Comment by Monash HPC [ 16/Jul/18 ]

Dear John
I enabled the logging, and reran the chgrp command that hung.
I could not see any useful comments in the log file but I include it here. Logging started today so that part worked but nothing relating to the issue
regards
Simon

Comment by Monash HPC [ 16/Jul/18 ]

John
the dmesg errors from the node that hangs upon a chgrp are
[Mon Jul 16 17:14:54 2018] Lustre: lustre-MDT0000-mdc-ffff88351a566800: Connection to lustre-MDT0000 (at 172.16.231.50@o2ib) was lost; in progress operations using this service will wait for recovery to complete
[Mon Jul 16 17:14:55 2018] Lustre: Skipped 1175070 previous similar messages
[Mon Jul 16 17:14:55 2018] Lustre: lustre-MDT0000-mdc-ffff88351a566800: Connection restored to 172.16.231.50@o2ib (at 172.16.231.50@o2ib)
[Mon Jul 16 17:14:55 2018] Lustre: Skipped 1175070 previous similar messages

regards
Simon

Comment by John Hammond [ 16/Jul/18 ]

Could you run your reproducer and wait until the client blocks in fchown(), then run the attached script stack1 on the MDT (to collect and consolidate the kernel stack traces) and attach the output here?

Comment by Monash HPC [ 17/Jul/18 ]

Dear John,
I ran the command and attached the file.
The client executed the command
strace chgrp pMOSP /mnt/lustre/projects/pMOSP/simon/simon.small.txt.3

which goes up to..

read(4, "\1\0\0\0\0\0\0\0L'\0\0\20\0\0\0pMOSP\0*\0smichnow"..., 136) = 136
newfstatat(AT_FDCWD, "/mnt/lustre/projects/pMOSP/simon/simon.small.txt.3",

{st_mode=S_IFREG|0600, st_size=2, ...}

, AT_SYMLINK_NOFOLLOW) = 0
fchownat(AT_FDCWD, "/mnt/lustre/projects/pMOSP/simon/simon.small.txt.3", -1, 10060, 0

and hangs
regards
Simon

Comment by John Hammond [ 17/Jul/18 ]

Hi Simon,

OK this is interesting. The file you attached shows that the MDT was completely idle when stack1 was run. So I'm sorry to say we may have been going in the wrong direction? Could you run it on the client after chown/chgrp hangs? Could you also enable some more debugging and run the following on the client:

lctl set_param debug='+dlmtrace rpctrace vfstrace inode trace'
lctl set_param debug_mb=64
lctl clear
chgrp pMOSP /mnt/lustre/projects/pMOSP/simon/simon.small.txt.3 &
### Wait for chgrp to hang in fchown()
lctl dk > /tmp/chgrp-dk.out
strack1 > /tmp/chgrp-stack1.out

And then attach /tmp/chgrp-dk.out and /tmp/chgrp-stack1.out?

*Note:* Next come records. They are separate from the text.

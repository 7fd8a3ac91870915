use crate::controller::{ControllerGains, MixerConfig, VehicleState};
use crate::error::ConfigError;
use crate::hal::{BodyId, Frame, PhysicsBackend};
use crate::hal_sim::{BodyConfig, DEFAULT_BODY_MASS};
use crate::motor::{Motor, MotorLimits};
use crate::sensors::{
    Accelerometer, DepthSensor, Dvl, Gyroscope, Magnetometer, Sensor, SensorSample,
};
use crate::timebase::SimulationTime;
use crate::transform::{local_to_world, rotate_to_local};
use crate::{Quat, Vec3, GRAVITY};
use log::debug;
use serde::{Deserialize, Serialize};
use std::collections::HashMap;
use std::path::Path;

#[derive(Debug, Clone, PartialEq, Serialize, Deserialize)]
pub struct MotorConfig {
    pub name: String,
    /// Mount point in the body frame.
    pub position: Vec3,
    /// Thrust direction in the body frame, need not be normalized.
    pub direction: Vec3,
    #[serde(default)]
    pub limits: MotorLimits,
}

impl MotorConfig {
    pub fn new(name: &str, position: [f64; 3], direction: [f64; 3]) -> Self {
        Self {
            name: name.to_string(),
            position: Vec3::from(position),
            direction: Vec3::from(direction),
            limits: MotorLimits::T200,
        }
    }
}

fn default_center_of_volume() -> Vec3 {
    Vec3::new(0.0, 0.0, -0.05)
}

fn default_damping() -> Vec<f64> {
    vec![8.0, 10.0, 10.0, 2.0, 2.0, 2.0]
}

fn default_damping_scale() -> f64 {
    10.0
}

fn default_buoyancy() -> f64 {
    DEFAULT_BODY_MASS * GRAVITY
}

/// Everything needed to build a [`Vehicle`] and its controller.
#[derive(Debug, Clone, PartialEq, Serialize, Deserialize)]
pub struct VehicleConfig {
    pub motors: Vec<MotorConfig>,
    /// Point where buoyancy acts, body frame.
    #[serde(default = "default_center_of_volume")]
    pub center_of_volume: Vec3,
    /// Linear (surge, sway, heave) then angular (roll, pitch, yaw) damping.
    #[serde(default = "default_damping")]
    pub damping_matrix_diag: Vec<f64>,
    #[serde(default = "default_damping_scale")]
    pub damping_scale: f64,
    /// Upward force [N]. Neutral for the default hull.
    #[serde(default = "default_buoyancy")]
    pub buoyancy: f64,
    #[serde(default)]
    pub body: BodyConfig,
    #[serde(default)]
    pub gains: ControllerGains,
    #[serde(default)]
    pub mixer: MixerConfig,
}

impl VehicleConfig {
    pub fn from_json(json: &str) -> Result<Self, ConfigError> {
        Ok(serde_json::from_str(json)?)
    }

    pub fn from_path(path: impl AsRef<Path>) -> Result<Self, ConfigError> {
        let json = std::fs::read_to_string(path)?;
        Self::from_json(&json)
    }

    pub fn validate(&self) -> Result<(), ConfigError> {
        if self.motors.is_empty() {
            return Err(ConfigError::NoMotors);
        }
        let mut names = HashMap::new();
        for (index, motor) in self.motors.iter().enumerate() {
            let reason = if names.insert(motor.name.as_str(), index).is_some() {
                Some(format!("duplicate name {:?}", motor.name))
            } else if !motor.position.iter().all(|v| v.is_finite()) {
                Some("position is not finite".to_string())
            } else if !motor.direction.iter().all(|v| v.is_finite())
                || motor.direction.norm() < 1e-9
            {
                Some("direction must be finite and non-zero".to_string())
            } else if !motor.limits.is_valid() {
                Some("invalid motor limits".to_string())
            } else {
                None
            };
            if let Some(reason) = reason {
                return Err(ConfigError::InvalidMotor { index, reason });
            }
        }

        if self.damping_matrix_diag.len() != 6
            || !self
                .damping_matrix_diag
                .iter()
                .all(|d| d.is_finite() && *d >= 0.0)
        {
            return Err(ConfigError::InvalidDamping(self.damping_matrix_diag.clone()));
        }
        if !self.damping_scale.is_finite() || self.damping_scale < 0.0 {
            return Err(ConfigError::InvalidValue {
                field: "damping_scale",
                value: self.damping_scale,
            });
        }
        if !self.buoyancy.is_finite() {
            return Err(ConfigError::InvalidValue {
                field: "buoyancy",
                value: self.buoyancy,
            });
        }
        if !self.center_of_volume.iter().all(|v| v.is_finite()) {
            return Err(ConfigError::InvalidValue {
                field: "center_of_volume",
                value: self.center_of_volume.norm(),
            });
        }
        if !(self.body.mass.is_finite() && self.body.mass > 0.0)
            || !self.body.inertia.iter().all(|i| i.is_finite() && *i > 0.0)
        {
            return Err(ConfigError::InvalidValue {
                field: "body.mass",
                value: self.body.mass,
            });
        }
        if self.mixer.motor_count() != self.motors.len() {
            return Err(ConfigError::MixerMismatch {
                mixer: self.mixer.motor_count(),
                motors: self.motors.len(),
            });
        }
        Ok(())
    }
}

impl Default for VehicleConfig {
    /// Eight T200s matching [`MixerConfig::default`].
    fn default() -> Self {
        Self {
            motors: vec![
                MotorConfig::new("starboard_forward", [0.0, 0.2, 0.0], [1.0, 0.0, 0.0]),
                MotorConfig::new("port_forward", [0.0, -0.2, 0.0], [1.0, 0.0, 0.0]),
                MotorConfig::new("lower_forward", [0.0, 0.0, 0.15], [1.0, 0.0, 0.0]),
                MotorConfig::new("upper_forward", [0.0, 0.0, -0.15], [1.0, 0.0, 0.0]),
                MotorConfig::new("upper_lateral", [0.0, 0.0, -0.15], [0.0, 1.0, 0.0]),
                MotorConfig::new("lower_lateral", [0.0, 0.0, 0.15], [0.0, 1.0, 0.0]),
                MotorConfig::new("front_vertical", [0.4, 0.0, 0.0], [0.0, 0.0, 1.0]),
                MotorConfig::new("rear_vertical", [-0.4, 0.0, 0.0], [0.0, 0.0, 1.0]),
            ],
            center_of_volume: default_center_of_volume(),
            damping_matrix_diag: default_damping(),
            damping_scale: default_damping_scale(),
            buoyancy: default_buoyancy(),
            body: BodyConfig::default(),
            gains: ControllerGains::default(),
            mixer: MixerConfig::default(),
        }
    }
}

/// The hull as the simulation sees it: motors, sensors, buoyancy and
/// hydrodynamic damping acting on one backend body.
#[derive(Debug, Clone)]
pub struct Vehicle {
    body: BodyId,
    motors: Vec<Motor>,
    motor_indices: HashMap<String, usize>,
    center_of_volume: Vec3,
    damping: [f64; 6],
    damping_scale: f64,
    buoyancy: f64,
    depth_sensor: DepthSensor,
    accelerometer: Accelerometer,
    gyroscope: Gyroscope,
    magnetometer: Magnetometer,
    dvl: Dvl,
}

impl Vehicle {
    pub fn new(config: &VehicleConfig, body: BodyId) -> Result<Self, ConfigError> {
        config.validate()?;

        let motors: Vec<Motor> = config
            .motors
            .iter()
            .map(|m| Motor::new(m.name.clone(), m.position, m.direction, m.limits))
            .collect();
        let motor_indices = motors
            .iter()
            .enumerate()
            .map(|(i, m)| (m.name().to_string(), i))
            .collect();

        let mut damping = [0.0; 6];
        damping.copy_from_slice(&config.damping_matrix_diag);

        debug!(
            "vehicle on body {:?}: {} motors, buoyancy {:.1} N",
            body,
            motors.len(),
            config.buoyancy
        );

        Ok(Self {
            body,
            motors,
            motor_indices,
            center_of_volume: config.center_of_volume,
            damping,
            damping_scale: config.damping_scale,
            buoyancy: config.buoyancy,
            depth_sensor: DepthSensor::default(),
            accelerometer: Accelerometer::default(),
            gyroscope: Gyroscope::default(),
            magnetometer: Magnetometer::default(),
            dvl: Dvl::default(),
        })
    }

    pub fn body(&self) -> BodyId {
        self.body
    }

    pub fn position(&self, physics: &dyn PhysicsBackend) -> Vec3 {
        physics.pose(self.body).position
    }

    pub fn orientation(&self, physics: &dyn PhysicsBackend) -> Quat {
        physics.pose(self.body).orientation
    }

    /// World frame.
    pub fn velocity(&self, physics: &dyn PhysicsBackend) -> Vec3 {
        physics.velocity(self.body).linear
    }

    /// World frame.
    pub fn angular_velocity(&self, physics: &dyn PhysicsBackend) -> Vec3 {
        physics.velocity(self.body).angular
    }

    pub fn state(&self, physics: &dyn PhysicsBackend) -> VehicleState {
        let pose = physics.pose(self.body);
        let twist = physics.velocity(self.body);
        VehicleState {
            position: pose.position,
            orientation: pose.orientation,
            velocity: twist.linear,
            angular_velocity: twist.angular,
        }
    }

    pub fn motors(&self) -> &[Motor] {
        &self.motors
    }

    pub fn motor_index(&self, name: &str) -> Option<usize> {
        self.motor_indices.get(name).copied()
    }

    /// Extra entries beyond the motor count are ignored.
    pub fn set_desired_rpm_motors(&mut self, rpms: &[f64]) {
        for (motor, rpm) in self.motors.iter_mut().zip(rpms) {
            motor.set_desired_rpm(*rpm);
        }
    }

    pub fn set_desired_rpm_motor(&mut self, index: usize, rpm: f64) {
        if let Some(motor) = self.motors.get_mut(index) {
            motor.set_desired_rpm(rpm);
        }
    }

    pub fn set_desired_thrust_motors(&mut self, thrusts: &[f64]) {
        for (motor, thrust) in self.motors.iter_mut().zip(thrusts) {
            motor.set_desired_thrust(*thrust);
        }
    }

    pub fn set_desired_thrust_motor(&mut self, index: usize, thrust: f64) {
        if let Some(motor) = self.motors.get_mut(index) {
            motor.set_desired_thrust(thrust);
        }
    }

    pub fn buoyancy(&self) -> f64 {
        self.buoyancy
    }

    pub fn set_buoyancy(&mut self, newtons: f64) {
        self.buoyancy = newtons;
    }

    pub fn depth_sensor(&self) -> &DepthSensor {
        &self.depth_sensor
    }

    pub fn accelerometer(&self) -> &Accelerometer {
        &self.accelerometer
    }

    pub fn gyroscope(&self) -> &Gyroscope {
        &self.gyroscope
    }

    pub fn magnetometer(&self) -> &Magnetometer {
        &self.magnetometer
    }

    pub fn dvl(&self) -> &Dvl {
        &self.dvl
    }

    /// All sensors in update order.
    pub fn sensors(&self) -> [&dyn Sensor; 5] {
        [
            &self.depth_sensor,
            &self.accelerometer,
            &self.gyroscope,
            &self.magnetometer,
            &self.dvl,
        ]
    }

    fn sensors_mut(&mut self) -> [&mut dyn Sensor; 5] {
        [
            &mut self.depth_sensor,
            &mut self.accelerometer,
            &mut self.gyroscope,
            &mut self.magnetometer,
            &mut self.dvl,
        ]
    }

    pub fn sample_sensors(
        &mut self,
        physics: &dyn PhysicsBackend,
        time: SimulationTime,
        dt: SimulationTime,
    ) {
        let body = self.body;
        for sensor in self.sensors_mut() {
            sensor.update(physics, body, time, dt);
        }
    }

    /// Samples emitted at the last step, sensor by sensor.
    pub fn take_samples(&mut self) -> Vec<SensorSample> {
        self.sensors_mut()
            .into_iter()
            .flat_map(|sensor| sensor.take_samples())
            .collect()
    }

    /// Ramp the motors and push every force of this step into the backend.
    pub fn actuate(&mut self, physics: &mut dyn PhysicsBackend, dt: SimulationTime) {
        for motor in &mut self.motors {
            motor.update(dt.as_micros());
            motor.apply_thrust(physics, self.body);
        }
        self.apply_buoyancy(physics);
        self.apply_damping(physics);
    }

    fn apply_buoyancy(&self, physics: &mut dyn PhysicsBackend) {
        let pose = physics.pose(self.body);
        let at = local_to_world(&pose.position, &pose.orientation, &self.center_of_volume);
        physics.apply_force(self.body, Vec3::new(0.0, 0.0, -self.buoyancy), at, Frame::World);
    }

    fn apply_damping(&self, physics: &mut dyn PhysicsBackend) {
        let q = physics.pose(self.body).orientation;
        let twist = physics.velocity(self.body);
        let v = rotate_to_local(&q, &twist.linear);
        let w = rotate_to_local(&q, &twist.angular);
        let d = &self.damping;
        let k = -self.damping_scale;

        let force = Vec3::new(d[0] * v.x, d[1] * v.y, d[2] * v.z) * k;
        let torque = Vec3::new(d[3] * w.x, d[4] * w.y, d[5] * w.z) * k;
        physics.apply_force(self.body, force, Vec3::zeros(), Frame::Local);
        physics.apply_torque(self.body, torque, Frame::Local);
    }
}

/// Build a body in `world` from the vehicle configuration and attach a
/// vehicle to it.
pub fn spawn(
    world: &mut crate::hal_sim::SimulatedWorld,
    config: &VehicleConfig,
) -> Result<Vehicle, ConfigError> {
    config.validate()?;
    let body = world.add_body(&config.body);
    Vehicle::new(config, body)
}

Comment by Monash HPC [ 18/Jul/18 ]

Dear John
I have uploaded the files to you. These were run on the client monarch-dtn
regards
Simon

Comment by Monash HPC [ 23/Jul/18 ]

Dear John,
has there been any update on the problem?
regards
Simon

Comment by John Hammond [ 01/Aug/18 ]

Hi Simon,

The attachments from the 17th show that the client is waiting for the MDT to respond. But the previously attached stack1 output from the MDT show that the server is idle. Can you do the following:

# On the client and MDT:
lctl set_param debug='+dlmtrace rpctrace vfstrace inode trace'
lctl set_param debug_mb=64
lctl clear
# On the client:
chgrp pMOSP /mnt/lustre/projects/pMOSP/simon/simon.small.txt.3 &
# Wait for chgrp to hang in fchown()
lctl dk > /tmp/client-chgrp-dk.out
strack1 > /tmp/client-chgrp-stack1.out
# On the MDT:
lctl dk > /tmp/mdt-chgrp-dk.out
strack1 > /tmp/mdt-chgrp-stack1.out
Comment by Monash HPC [ 02/Aug/18 ]

Dear John
I uploaded 2 of the files. I am afraid I could not find the program strack1. Is this part of the lustre distribution or a tool I need to install?
regards
Simon

Comment by John Hammond [ 02/Aug/18 ]

A copy of stack1 is attached to this ticket. You used it previously.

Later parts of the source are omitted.